Parlare di innovazione e di Made in Italy, in queste condizioni, diventa così una sfida quasi al limite dell’impossibile: «L’innovazione può portare enormi benefici nel settore protesico, ma in queste condizioni è difficile fare ricerca. Lo vediamo in particolare nel settore delle protesi robotiche, dove la produzione avviene oggi quasi esclusivamente all’estero, e non certo per scarsa capacità delle nostre imprese: per stare su quel mercato però servono risorse per gli investimenti, quindi anche una giusta marginalità, dunque tariffe adeguate, e una burocrazia che consenta di ottenere rapidamente le certificazioni necessarie per commercializzare i nuovi prodotti. Tutte condizioni che all’estero ci sono e che in Italia invece mancano. La sfida che lanciamo oggi è dunque quella di creare le condizioni per portare, o riportare, questa produzione in Italia».

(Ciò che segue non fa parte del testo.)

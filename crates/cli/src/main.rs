#![deny(unsafe_code)]
//! CLI binary for backdrop.
//!
//! Subcommands:
//! - `render <engine>`: replay an engine for N frames and write a PNG
//! - `trace <engine>`: print the draw commands of the final frame as JSON
//! - `list`: print available engines and their parameters

mod error;

use backdrop_core::surface::RecordingSurface;
use backdrop_core::{Engine, Rgba, Seed};
use backdrop_engines::{replay, EngineKind, RasterSurface};
use clap::{Args, Parser, Subcommand};
use error::CliError;
use log::debug;
use std::path::{Path, PathBuf};
use std::process;

#[derive(Parser)]
#[command(name = "backdrop", about = "Animated page backdrops, rendered offline")]
struct Cli {
    /// Output as JSON instead of human-readable text.
    #[arg(long, global = true)]
    json: bool,

    #[command(subcommand)]
    command: Command,
}

/// Everything needed to build a [`Seed`] from the command line.
#[derive(Args)]
struct SceneArgs {
    /// Engine name ("particles" or "wave"). Ignored with --seed-file.
    #[arg(required_unless_present = "seed_file")]
    engine: Option<String>,

    /// Surface width in pixels.
    #[arg(short = 'W', long, default_value_t = 640)]
    width: u32,

    /// Surface height in pixels.
    #[arg(short = 'H', long, default_value_t = 360)]
    height: u32,

    /// Number of frames to run before capturing.
    #[arg(short, long, default_value_t = 120)]
    frames: usize,

    /// PRNG seed for deterministic output.
    #[arg(long, default_value_t = 42)]
    seed: u64,

    /// Milliseconds between frame timestamps.
    #[arg(long, default_value_t = backdrop_core::seed::DEFAULT_FRAME_INTERVAL_MS)]
    frame_ms: f64,

    /// Fixed pointer position as "x,y".
    #[arg(long)]
    pointer: Option<String>,

    /// Engine parameters as a JSON string.
    #[arg(long, default_value = "{}")]
    params: String,

    /// Load the whole scene from a seed JSON file instead.
    #[arg(long)]
    seed_file: Option<PathBuf>,
}

#[derive(Subcommand)]
enum Command {
    /// Replay an engine for N frames and write a PNG snapshot.
    Render {
        #[command(flatten)]
        scene: SceneArgs,

        /// Background color behind the backdrop (hex).
        #[arg(short, long, default_value = "#000000")]
        background: String,

        /// Output file path.
        #[arg(short, long, default_value = "backdrop.png")]
        output: PathBuf,

        /// Also write the resolved seed to this path.
        #[arg(long)]
        save_seed: Option<PathBuf>,
    },
    /// Replay an engine and print the final frame's draw commands.
    Trace {
        #[command(flatten)]
        scene: SceneArgs,
    },
    /// List available engines.
    List,
}

/// Parses a pointer given as "x,y".
fn parse_pointer(s: &str) -> Result<[f64; 2], CliError> {
    let bad = || CliError::Input(format!("invalid --pointer '{s}': expected x,y"));
    let (x, y) = s.split_once(',').ok_or_else(bad)?;
    let x: f64 = x.trim().parse().map_err(|_| bad())?;
    let y: f64 = y.trim().parse().map_err(|_| bad())?;
    if !(x.is_finite() && y.is_finite()) {
        return Err(bad());
    }
    Ok([x, y])
}

fn read_seed_file(path: &Path) -> Result<Seed, CliError> {
    let text = std::fs::read_to_string(path)
        .map_err(|e| CliError::Io(format!("failed to read {}: {e}", path.display())))?;
    serde_json::from_str(&text)
        .map_err(|e| CliError::Input(format!("invalid seed file {}: {e}", path.display())))
}

fn resolve_seed(scene: SceneArgs) -> Result<Seed, CliError> {
    if let Some(path) = &scene.seed_file {
        debug!("loading scene from {}", path.display());
        return read_seed_file(path);
    }
    let engine = scene
        .engine
        .ok_or_else(|| CliError::Input("an engine name is required".into()))?;
    let params: serde_json::Value = serde_json::from_str(&scene.params)
        .map_err(|e| CliError::Input(format!("invalid --params JSON: {e}")))?;
    let pointer = scene.pointer.as_deref().map(parse_pointer).transpose()?;

    let mut seed = Seed::new(&engine, scene.width, scene.height, scene.seed);
    seed.params = params;
    seed.frames = scene.frames;
    seed.frame_interval_ms = scene.frame_ms;
    seed.pointer = pointer;
    Ok(seed)
}

fn run(cli: Cli) -> Result<(), CliError> {
    match cli.command {
        Command::List => {
            let engines = EngineKind::list_engines();
            if cli.json {
                let mut schemas = serde_json::Map::new();
                for name in engines {
                    let engine = EngineKind::from_name(name, 0, &serde_json::json!({}))?;
                    schemas.insert((*name).to_string(), engine.param_schema());
                }
                let info = serde_json::json!({
                    "engines": engines,
                    "params": schemas,
                });
                println!("{}", serde_json::to_string_pretty(&info)?);
            } else {
                println!("Engines:");
                for name in engines {
                    println!("  {name}");
                }
            }
        }
        Command::Render {
            scene,
            background,
            output,
            save_seed,
        } => {
            let background = Rgba::from_hex(&background)?;
            let seed = resolve_seed(scene)?;
            seed.validate()?;

            let mut raster =
                RasterSurface::new(seed.width as usize, seed.height as usize, background)?;
            replay(&seed, &mut raster)?;
            backdrop_engines::snapshot::write_png(&raster, &output)?;

            if let Some(path) = &save_seed {
                let text = serde_json::to_string_pretty(&seed)?;
                std::fs::write(path, text)
                    .map_err(|e| CliError::Io(format!("failed to write {}: {e}", path.display())))?;
            }

            if cli.json {
                let info = serde_json::json!({
                    "engine": seed.engine,
                    "width": seed.width,
                    "height": seed.height,
                    "frames": seed.frames,
                    "seed": seed.seed,
                    "output": output.display().to_string(),
                });
                println!("{}", serde_json::to_string_pretty(&info)?);
            } else {
                eprintln!(
                    "rendered {} ({}x{}, {} frames, seed {}) -> {}",
                    seed.engine,
                    seed.width,
                    seed.height,
                    seed.frames,
                    seed.seed,
                    output.display()
                );
            }
        }
        Command::Trace { scene } => {
            let seed = resolve_seed(scene)?;
            let mut scratch = RecordingSurface::new();
            let engine = replay(&seed, &mut scratch)?;

            let mut last = RecordingSurface::new();
            engine.render(&mut last);
            let commands = last.take();

            if cli.json {
                let info = serde_json::json!({
                    "engine": seed.engine,
                    "frames": seed.frames,
                    "commands": commands,
                });
                println!("{}", serde_json::to_string_pretty(&info)?);
            } else {
                for command in &commands {
                    println!("{}", serde_json::to_string(command)?);
                }
            }
        }
    }

    Ok(())
}

fn main() {
    env_logger::init();
    let cli = Cli::parse();
    let json_mode = cli.json;
    if let Err(e) = run(cli) {
        if json_mode {
            let j = serde_json::json!({
                "error": e.to_string(),
                "kind": e.kind(),
                "exit_code": e.exit_code(),
            });
            eprintln!("{}", serde_json::to_string_pretty(&j).unwrap_or_default());
        } else {
            eprintln!("error: {e}");
        }
        process::exit(e.exit_code());
    }
}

Un appello che il Ministro della Disabilità Erika Stefani, impossibilitata a partecipare all’evento per impegni istituzionali, ha voluto comunque raccogliere, dando il proprio contributo ai lavori con un video-messaggio: «Il tema della robotica a supporto della disabilità è importante e necessita forse di maggiori attenzioni da parte della politica. Non posso poi non sottolineare l’importanza della ricerca: la pandemia ci ha dimostrato come ogni euro investito nella ricerca sia un euro investito nel futuro, anche nell’ottica di nuovo welfare che sia davvero inclusivo. Sui LEA dovranno essere date delle risposte e credo che occorra una grande collaborazione tra tutte le parti per un approccio realmente inclusivo nell’assistenza ai più fragili».